Child Friendly, Freezable, Serve Cold
A traditional holiday treat in Holland--particularly served on New Year's Eve.
- 10g fresh yeast (1 packet is 7 grams, so about 1 1/2 packet)
- 1 teaspoon white sugar
- 1 cup milk (lukewarm)
- 8oz white flour (If you don't have a scale, use about 2 cups flour.)
- oil (for frying)
- powdered sugar (for coating finished donut holes)
- 1 egg (whipped)
||Soak the raisins for thirty minutes in hot water. |
||Dissolve the yeast and sugar in a quarter cup of the warm milk. |
||Place the flour in a bowl and form a well in the center. Pour the yeast mixture and the beaten egg into the well, then pour in the rest of the lukewarm milk. Beat into a smooth batter. |
||Cover the bowl with a damp towel and let rise for one hour in a warm area. |
||Heat oil to 350 degrees. (If you drop a tiny bit of batter in the oil it will immediately rise too the top if the oil is hot enough.) |
||With two large spoons or an ice cream scoop, form balls of batter and flip them into the hot oil.
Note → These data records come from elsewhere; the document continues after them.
//! HTTP front door.
//!
//! Thin request boundary over the orchestrator and the read-only
//! resource views. No business logic here: handlers deserialize,
//! delegate, and shape the response.

use std::sync::Arc;

use axum::extract::{Query, State};
use axum::routing::{get, post};
use axum::{Json, Router};
use serde::Deserialize;
use serde_json::{json, Value};
use tower_http::cors::CorsLayer;
use tracing::error;

use crate::capabilities::HistoryStore;
use crate::cluster::KubectlClient;
use crate::orchestrator::Orchestrator;
use crate::prom::PromClient;
use crate::rag::{DocStore, Embedder};

pub struct AppState {
    pub orchestrator: Orchestrator,
    pub history: Arc<dyn HistoryStore>,
    pub metrics: Arc<PromClient>,
    pub cluster: Arc<KubectlClient>,
    pub docs: Arc<DocStore>,
    pub embedder: Arc<dyn Embedder>,
}

pub fn router(state: Arc<AppState>) -> Router {
    Router::new()
        .route("/", get(root))
        .route("/ask", post(ask))
        .route("/history", get(history))
        .route("/docs", post(upload_doc))
        .route("/metrics/time-series", get(time_series))
        .route("/pods", get(pods))
        .route("/deployments", get(deployments))
        .route("/services", get(services))
        .route("/configmaps", get(configmaps))
        .route("/namespaces", get(namespaces))
        .route("/nodes", get(nodes))
        .layer(CorsLayer::permissive())
        .with_state(state)
}

#[derive(Deserialize)]
struct AskRequest {
    query: String,
}

#[derive(Deserialize)]
struct TimeSeriesParams {
    metric_type: String,
}

#[derive(Deserialize)]
struct DocUpload {
    id: String,
    text: String,
}

async fn root() -> Json<Value> {
    Json(json!({ "message": "LLM-powered Kubernetes assistant is running." }))
}

async fn ask(State(state): State<Arc<AppState>>, Json(request): Json<AskRequest>) -> Json<Value> {
    let result = state.orchestrator.process(&request.query).await;
    Json(serde_json::to_value(&result).unwrap_or_else(|e| {
        error!("Failed to serialize result: {e}");
        json!({ "type": "error", "message": "Internal serialization error." })
    }))
}

async fn history(State(state): State<Arc<AppState>>) -> Json<Value> {
    match state.history.history().await {
        Ok(records) => Json(json!(records)),
        Err(e) => error_body(e.to_string()),
    }
}

async fn upload_doc(
    State(state): State<Arc<AppState>>,
    Json(doc): Json<DocUpload>,
) -> Json<Value> {
    let embedding = match state.embedder.embed(&doc.text).await {
        Ok(embedding) => embedding,
        Err(e) => return error_body(e.to_string()),
    };
    match state.docs.upsert(&doc.id, &doc.text, &embedding).await {
        Ok(()) => Json(json!({ "status": "stored", "id": doc.id })),
        Err(e) => error_body(e.to_string()),
    }
}

async fn time_series(
    State(state): State<Arc<AppState>>,
    Query(params): Query<TimeSeriesParams>,
) -> Json<Value> {
    match state.metrics.query_series(&params.metric_type, 10, 10).await {
        Ok(samples) => Json(json!({ "status": "success", "metrics": samples })),
        Err(e) => error_body(e.to_string()),
    }
}

async fn pods(State(state): State<Arc<AppState>>) -> Json<Value> {
    listing(state.cluster.list_pods().await)
}

async fn deployments(State(state): State<Arc<AppState>>) -> Json<Value> {
    listing(state.cluster.list_deployments().await)
}

async fn services(State(state): State<Arc<AppState>>) -> Json<Value> {
    listing(state.cluster.list_services().await)
}

async fn configmaps(State(state): State<Arc<AppState>>) -> Json<Value> {
    listing(state.cluster.list_configmaps().await)
}

async fn namespaces(State(state): State<Arc<AppState>>) -> Json<Value> {
    listing(state.cluster.list_namespaces().await)
}

async fn nodes(State(state): State<Arc<AppState>>) -> Json<Value> {
    listing(state.cluster.list_nodes().await)
}

fn listing(result: anyhow::Result<Vec<String>>) -> Json<Value> {
    match result {
        Ok(names) => Json(json!(names)),
        Err(e) => error_body(e.to_string()),
    }
}

fn error_body(message: String) -> Json<Value> {
    Json(json!({ "status": "error", "message": message }))
}
//! KubePilot daemon - LLM-driven Kubernetes assistant.
//!
//! Wires the configured clients together and serves the HTTP front
//! door.

use std::path::Path;
use std::sync::Arc;
use std::time::Duration;

use anyhow::Result;
use tracing::info;
use tracing_subscriber::EnvFilter;

use kubepilotd::cluster::KubectlClient;
use kubepilotd::config::Config;
use kubepilotd::dispatcher::ActionDispatcher;
use kubepilotd::history::SqliteHistory;
use kubepilotd::llm_client::OllamaClient;
use kubepilotd::orchestrator::Orchestrator;
use kubepilotd::prom::PromClient;
use kubepilotd::rag::{DocStore, RagRetriever};
use kubepilotd::routes::{self, AppState};

#[tokio::main]
async fn main() -> Result<()> {
    tracing_subscriber::fmt()
        .with_env_filter(
            EnvFilter::try_from_default_env().unwrap_or_else(|_| EnvFilter::new("info")),
        )
        .init();

    info!("KubePilot daemon v{} starting", env!("CARGO_PKG_VERSION"));

    let config = Config::load();
    let db_path = Path::new(&config.database.path);

    let history = Arc::new(SqliteHistory::open(db_path)?);
    let docs = Arc::new(DocStore::open(db_path)?);
    let llm = Arc::new(OllamaClient::new(&config.llm));
    let prom = Arc::new(PromClient::new(
        &config.prometheus.base_url,
        Duration::from_secs(config.prometheus.timeout_secs),
    ));
    let cluster = Arc::new(KubectlClient::new(&config.cluster, prom.clone()));

    let retriever = Arc::new(RagRetriever::new(docs.clone(), llm.clone()));
    let dispatcher = ActionDispatcher::new(cluster.clone(), prom.clone());
    let orchestrator = Orchestrator::new(
        llm.clone(),
        retriever,
        llm.clone(),
        history.clone(),
        dispatcher,
    );

    let state = Arc::new(AppState {
        orchestrator,
        history,
        metrics: prom,
        cluster,
        docs,
        embedder: llm,
    });

    let app = routes::router(state);
    let listener = tokio::net::TcpListener::bind(&config.server.bind_addr).await?;
    info!("Listening on {}", config.server.bind_addr);
    axum::serve(listener, app).await?;
    Ok(())
}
Do not overcrowd the pot, or the oil will cool too much. After frying 2 or 3 minutes, they should turn over by themselves, but you may need to give them a little help and flip them over. |
||When they are brown all over, they should be done. Lift the oliebolen out of the hot oil with a slotted spoon. Drain the on paper towels and place on a cookie sheet lined with waxed paper (for easy clean up). Either sift powdered sugar over them, or dip them in the powdered sugar. |
Jane says: Part of the fun of making oliebolen is watching them turn themselves over by themselves. (My note: making them a fun treat for kids to help with--as long as they know how to be careful with the hot oil).
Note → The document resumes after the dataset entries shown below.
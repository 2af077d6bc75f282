//! Command-line arguments and the interactive add-on menu.

use std::io::{self, BufRead, Write};
use std::path::PathBuf;

use clap::Parser;

use crate::addons::DEFAULT_ADDONS_DIR;
use crate::host::{Host, HostConfig, HostError};
use crate::runtime::{DEFAULT_TIMEOUT_MS, DEFAULT_TIMING_SCALE};

/// Exit status used when no add-on can be found.
pub const NO_ADDON_EXIT_CODE: u8 = 100;

/// Exit status for every other failed run.
pub const FAILURE_EXIT_CODE: u8 = 1;

const NO_ADDON_MESSAGE: &str = "Can't find any add-on.";

#[derive(Parser, Debug)]
#[command(name = "web-archiver")]
#[command(version)]
#[command(about = "A web archiving framework", long_about = None)]
pub struct Args {
    /// Add-on to run; prompts for one when omitted
    #[arg(value_name = "ADD-ON")]
    pub addon: Option<String>,

    /// Multiplier applied to every politeness delay
    #[arg(long, default_value_t = DEFAULT_TIMING_SCALE, allow_negative_numbers = true)]
    pub timing_scale: f64,

    /// Milliseconds before a request is abandoned
    #[arg(long = "timeout", default_value_t = DEFAULT_TIMEOUT_MS as i64, allow_negative_numbers = true)]
    pub timeout_ms: i64,

    /// Directory searched for add-ons
    #[arg(long, default_value = DEFAULT_ADDONS_DIR)]
    pub addons_dir: PathBuf,

    #[arg(short, long)]
    pub verbose: bool,
}

impl Args {
    pub fn host_config(&self) -> HostConfig {
        HostConfig {
            addons_dir: self.addons_dir.clone(),
            timing_scale: self.timing_scale,
            default_timeout_ms: self.timeout_ms,
            rng_seed: None,
        }
    }
}

/// Process exit status for a run that ended with `err`.
pub fn exit_status_for(err: &HostError) -> u8 {
    if err.is_not_found() {
        NO_ADDON_EXIT_CODE
    } else {
        FAILURE_EXIT_CODE
    }
}

/// Lets the user pick one of the add-ons installed for `host`.
///
/// Prints "Can't find any add-on." and returns `None` when nothing is
/// installed or no choice could be read.
pub fn resolve_addon<R, W>(host: &Host, input: &mut R, output: &mut W) -> Option<String>
where
    R: BufRead,
    W: Write,
{
    let candidates = host.discover().unwrap_or_else(|err| {
        log::error!("cannot list {}: {err}", host.addons_dir().display());
        Vec::new()
    });

    let choice = match choose(&candidates, "Select an add-on", input, output) {
        Ok(choice) => choice.map(str::to_owned),
        Err(err) => {
            log::error!("cannot read selection: {err}");
            None
        }
    };

    if choice.is_none() {
        writeln!(output, "{NO_ADDON_MESSAGE}").unwrap_or_else(|err| log::debug!("cannot print to terminal: {err}"));
    }
    choice
}

/// Prints a numbered menu and reads choices until one is valid.
///
/// Returns `None` when there is nothing to choose from or input ends.
pub fn choose<'a, R, W>(
    options: &'a [String],
    prompt: &str,
    input: &mut R,
    output: &mut W,
) -> io::Result<Option<&'a str>>
where
    R: BufRead,
    W: Write,
{
    if options.is_empty() {
        return Ok(None);
    }

    for (index, option) in options.iter().enumerate() {
        writeln!(output, "{}\t{}", index + 1, option)?;
    }

    let mut line = String::new();
    loop {
        write!(output, "{prompt}: ")?;
        output.flush()?;

        line.clear();
        if input.read_line(&mut line)? == 0 {
            writeln!(output)?;
            return Ok(None);
        }

        match line.trim().parse::<usize>() {
            Ok(choice) if (1..=options.len()).contains(&choice) => {
                return Ok(Some(options[choice - 1].as_str()));
            }
            _ => writeln!(output, "Not a valid value, please try again.")?,
        }
    }
}

#[cfg(test)]
mod tests {
    use super::*;
    use crate::addons::{AddonError, LoadError};
    use std::io::Cursor;

    fn options() -> Vec<String> {
        vec!["alpha".into(), "beta".into()]
    }

    #[test]
    fn picks_numbered_option() {
        let options = options();
        let mut out = Vec::new();
        let chosen = choose(&options, "Select an add-on", &mut Cursor::new("2\n"), &mut out).unwrap();
        assert_eq!(chosen, Some("beta"));
        let printed = String::from_utf8(out).unwrap();
        assert!(printed.starts_with("1\talpha\n2\tbeta\n"));
    }

    #[test]
    fn retries_until_valid() {
        let options = options();
        let mut out = Vec::new();
        let chosen = choose(&options, "Select", &mut Cursor::new("0\nabc\n1\n"), &mut out).unwrap();
        assert_eq!(chosen, Some("alpha"));
        let printed = String::from_utf8(out).unwrap();
        assert_eq!(printed.matches("Not a valid value").count(), 2);
    }

    #[test]
    fn empty_options_or_eof_yield_none() {
        let mut out = Vec::new();
        assert_eq!(choose(&[], "Select", &mut Cursor::new("1\n"), &mut out).unwrap(), None);
        assert_eq!(choose(&options(), "Select", &mut Cursor::new("9\n"), &mut out).unwrap(), None);
    }

    #[test]
    fn not_found_maps_to_dedicated_exit_status() {
        let err = HostError::from(LoadError::ModuleNotFound {
            name: "gallery".into(),
            reason: "no loadable unit".into(),
        });
        assert_eq!(exit_status_for(&err), NO_ADDON_EXIT_CODE);
        assert_eq!(exit_status_for(&err), 100);
    }

    #[test]
    fn other_failures_map_to_generic_exit_status() {
        let ambiguous = HostError::from(LoadError::AmbiguousModule {
            name: "gallery".into(),
            candidates: vec!["a".into(), "b".into()],
        });
        assert_eq!(exit_status_for(&ambiguous), FAILURE_EXIT_CODE);
        assert_eq!(exit_status_for(&HostError::from(AddonError::message("boom"))), FAILURE_EXIT_CODE);
        assert_eq!(exit_status_for(&HostError::Cancelled), FAILURE_EXIT_CODE);
    }

    #[test]
    fn empty_addons_dir_resolves_to_nothing() {
        let root = tempfile::tempdir().unwrap();
        let host = Host::builder().with_addons_dir(root.path()).build().unwrap();

        let mut out = Vec::new();
        let chosen = resolve_addon(&host, &mut Cursor::new("1\n"), &mut out);

        assert_eq!(chosen, None);
        assert_eq!(String::from_utf8(out).unwrap(), "Can't find any add-on.\n");
    }

    #[test]
    fn installed_addon_can_be_picked() {
        let root = tempfile::tempdir().unwrap();
        for name in ["alpha", "beta"] {
            let dir = root.path().join(name);
            std::fs::create_dir(&dir).unwrap();
            std::fs::write(dir.join(format!("{name}.json")), "{}").unwrap();
        }
        let host = Host::builder().with_addons_dir(root.path()).build().unwrap();

        let mut out = Vec::new();
        let chosen = resolve_addon(&host, &mut Cursor::new("2\n"), &mut out);

        assert_eq!(chosen.as_deref(), Some("beta"));
        assert!(!String::from_utf8(out).unwrap().contains("Can't find"));
    }

    #[test]
    fn parses_defaults() {
        let args = Args::try_parse_from(["web-archiver"]).unwrap();
        assert_eq!(args.addon, None);
        assert_eq!(args.timing_scale, 1.0);
        assert_eq!(args.timeout_ms, 5000);
        assert_eq!(args.addons_dir, PathBuf::from("Addons"));
    }

    #[test]
    fn parses_negative_values_for_validation_later() {
        let args =
            Args::try_parse_from(["web-archiver", "site", "--timing-scale", "-2", "--timeout", "-1"]).unwrap();
        assert_eq!(args.addon.as_deref(), Some("site"));
        let config = args.host_config();
        assert_eq!(config.timing_scale, -2.0);
        assert_eq!(config.default_timeout_ms, -1);
    }
}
Jane says: During the Christmas season and especially on New Year's Eve, every Dutch home has a platter of Oliebolen on the table.
My note: These will keep in a tightly covered container for 2 or 3 days. If you need to keep them longer, after they are completely cool, freeze them. You can keep them frozen for about 6 months.
My note: They are also popular in other Germanic countires like Austria.